Israel realizou um bombardeio em uma base aérea na Síria, localizada a 70 quilômetros da fronteira com a Turquia. A ação foi condenada pelos Estados Unidos, e não foi o primeiro ataque israelense ao território sírio neste ano.
Nenhuma justificativa oficial foi apresentada pelo governo de Benjamin Netanyahu sobre o ataque. Analistas especulam que um motivo seria impedir o desenvolvimento da força aérea síria. Outra possibilidade aponta para uma mensagem direcionada à Turquia, aliada do governo sírio de Ahmed al-Sharaa.

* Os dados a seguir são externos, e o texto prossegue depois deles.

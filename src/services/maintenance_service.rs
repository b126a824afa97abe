//! Business-state maintenance
//!
//! Three steps run in order, each in its own transaction:
//! audit and repair, quote expiry, and state recalculation. The first
//! failing step stops the run and its error is returned; earlier steps
//! stay committed.

use sea_orm::{
    ActiveModelTrait, ConnectionTrait, DatabaseConnection, EntityTrait, QueryOrder, Set,
    TransactionTrait,
};
use serde::Serialize;
use std::collections::HashSet;
use std::str::FromStr;
use std::time::Duration;
use utoipa::ToSchema;

use super::numbering::{self, NumberAction};
use super::{negocio_service, now_timestamp, presupuesto_service};
use crate::domain::quote::calculate_quote_totals;
use crate::domain::{DomainError, EstadoNegocio, EstadoPresupuesto};
use crate::models::{negocio, presupuesto, producto_presupuesto};

/// Differences below half a peso are rounding noise.
const TOTAL_TOLERANCE: f64 = 0.005;

#[derive(Debug, Clone, Serialize, ToSchema)]
pub struct Renumbered {
    pub negocio_id: i32,
    pub numero_anterior: i32,
    pub numero_nuevo: i32,
}

#[derive(Debug, Clone, Default, Serialize, ToSchema)]
pub struct AuditReport {
    pub renumerados: Vec<Renumbered>,
    pub estados_negocio_corregidos: usize,
    pub estados_presupuesto_corregidos: usize,
    pub lineas_corregidas: usize,
    pub totales_corregidos: usize,
}

#[derive(Debug, Clone, Default, Serialize, ToSchema)]
pub struct RecalculationReport {
    pub revisados: usize,
    pub cambiados: usize,
}

#[derive(Debug, Clone, Serialize, ToSchema)]
pub struct MaintenanceReport {
    pub audit: AuditReport,
    pub vencidos: presupuesto_service::ExpirationReport,
    pub recalculo: RecalculationReport,
    pub started_at: String,
    pub finished_at: String,
}

/// Repair duplicate numbers, unknown states and stale totals.
pub async fn comprehensive_state_audit_and_fix<C: ConnectionTrait>(
    db: &C,
) -> Result<AuditReport, DomainError> {
    let mut report = AuditReport::default();

    // Lowest id keeps its number; later holders get fresh ones
    let negocios = negocio::Entity::find()
        .order_by_asc(negocio::Column::Id)
        .all(db)
        .await?;
    let mut next = numbering::get_next_business_number(db).await?;
    let mut seen = HashSet::new();

    for n in negocios {
        if seen.insert(n.numero) {
            continue;
        }
        let (id, anterior) = (n.id, n.numero);
        let mut active: negocio::ActiveModel = n.into();
        active.numero = Set(next);
        active.updated_at = Set(now_timestamp());
        active.update(db).await?;
        numbering::log_business_number_assignment(db, id, next, NumberAction::Reassigned).await?;

        tracing::warn!("Negocio {} renumbered {} -> {}", id, anterior, next);
        report.renumerados.push(Renumbered {
            negocio_id: id,
            numero_anterior: anterior,
            numero_nuevo: next,
        });
        seen.insert(next);
        next += 1;
    }

    for n in negocio::Entity::find().all(db).await? {
        if EstadoNegocio::from_str(&n.estado).is_err() {
            tracing::warn!("Negocio {} had unknown estado '{}'", n.id, n.estado);
            negocio_service::write_state(db, n, EstadoNegocio::OportunidadCreada).await?;
            report.estados_negocio_corregidos += 1;
        }
    }

    for p in presupuesto::Entity::find().all(db).await? {
        if EstadoPresupuesto::from_str(&p.estado).is_err() {
            tracing::warn!("Presupuesto {} had unknown estado '{}'", p.id, p.estado);
            let mut active: presupuesto::ActiveModel = p.into();
            active.estado = Set(EstadoPresupuesto::Borrador.to_string());
            active.updated_at = Set(now_timestamp());
            active.update(db).await?;
            report.estados_presupuesto_corregidos += 1;
        }
    }

    for line in producto_presupuesto::Entity::find().all(db).await? {
        let expected = line.as_quote_line().total();
        if (line.total - expected).abs() > TOTAL_TOLERANCE {
            let mut active: producto_presupuesto::ActiveModel = line.into();
            active.total = Set(expected);
            active.update(db).await?;
            report.lineas_corregidas += 1;
        }
    }

    let lines = producto_presupuesto::Entity::find().all(db).await?;
    for p in presupuesto::Entity::find().all(db).await? {
        let quote_lines: Vec<_> = lines
            .iter()
            .filter(|l| l.presupuesto_id == p.id)
            .map(|l| l.as_quote_line())
            .collect();
        let expected = calculate_quote_totals(&quote_lines).total;
        if (p.total - expected).abs() > TOTAL_TOLERANCE {
            tracing::warn!("Presupuesto {} total {} -> {}", p.id, p.total, expected);
            let mut active: presupuesto::ActiveModel = p.into();
            active.total = Set(expected);
            active.updated_at = Set(now_timestamp());
            active.update(db).await?;
            report.totales_corregidos += 1;
        }
    }

    Ok(report)
}

pub async fn actualizar_presupuestos_vencidos<C: ConnectionTrait>(
    db: &C,
) -> Result<presupuesto_service::ExpirationReport, DomainError> {
    presupuesto_service::expire_overdue(db, presupuesto_service::today()).await
}

/// Changed states enqueue a HubSpot push like any other change.
pub async fn recalcular_todos_estados_negocios<C: ConnectionTrait>(
    db: &C,
) -> Result<RecalculationReport, DomainError> {
    let ids: Vec<i32> = negocio::Entity::find()
        .order_by_asc(negocio::Column::Id)
        .all(db)
        .await?
        .into_iter()
        .map(|n| n.id)
        .collect();

    let mut report = RecalculationReport::default();
    for id in ids {
        let (_, changed) = negocio_service::recalculate_state(db, id).await?;
        report.revisados += 1;
        if changed {
            report.cambiados += 1;
        }
    }
    Ok(report)
}

pub async fn run_business_state_maintenance<C>(db: &C) -> Result<MaintenanceReport, DomainError>
where
    C: ConnectionTrait + TransactionTrait,
{
    let started_at = now_timestamp();
    tracing::info!("Business state maintenance started");

    let txn = db.begin().await?;
    let audit = comprehensive_state_audit_and_fix(&txn).await?;
    txn.commit().await?;

    let txn = db.begin().await?;
    let vencidos = actualizar_presupuestos_vencidos(&txn).await?;
    txn.commit().await?;

    let txn = db.begin().await?;
    let recalculo = recalcular_todos_estados_negocios(&txn).await?;
    txn.commit().await?;

    tracing::info!(
        "Maintenance done: {} renumbered, {} totals fixed, {} expired, {} states changed",
        audit.renumerados.len(),
        audit.totales_corregidos,
        vencidos.expirados,
        recalculo.cambiados
    );

    Ok(MaintenanceReport {
        audit,
        vencidos,
        recalculo,
        started_at,
        finished_at: now_timestamp(),
    })
}

/// Run maintenance every `interval` until the task is dropped.
pub async fn run_scheduler(db: DatabaseConnection, interval: Duration) {
    if interval.is_zero() {
        tracing::info!("Scheduled maintenance disabled");
        return;
    }

    let mut ticker = tokio::time::interval(interval);
    // First tick completes immediately
    ticker.tick().await;

    loop {
        ticker.tick().await;
        if let Err(e) = run_business_state_maintenance(&db).await {
            tracing::error!("Scheduled maintenance failed: {}", e);
        }
    }
}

A Turquia manteve apoio a milícias anti-Assad, como o grupo jihadista Hayet Tahrir al-Sham (HTS), que dominou Idlib. Israel sempre viu o antigo regime de Bashar al-Assad como adversário por ser aliado do Irã e do Hezbollah.
O embaixador norte-americano Thomas Barrack condenou o bombardeio em nome da administração Trump, afirmando que o governo de al-Sharaa não adotou postura predatória contra Israel. Washington considera o novo regime sírio importante para a estabilidade regional.
Israel mantém presença e ataques nas Colinas do Golã, território ocupado desde 1967, conforme alega a comunidade internacional. Os Estados Unidos e a Colômbia são os únicos que reconhecem a anexação ilegal.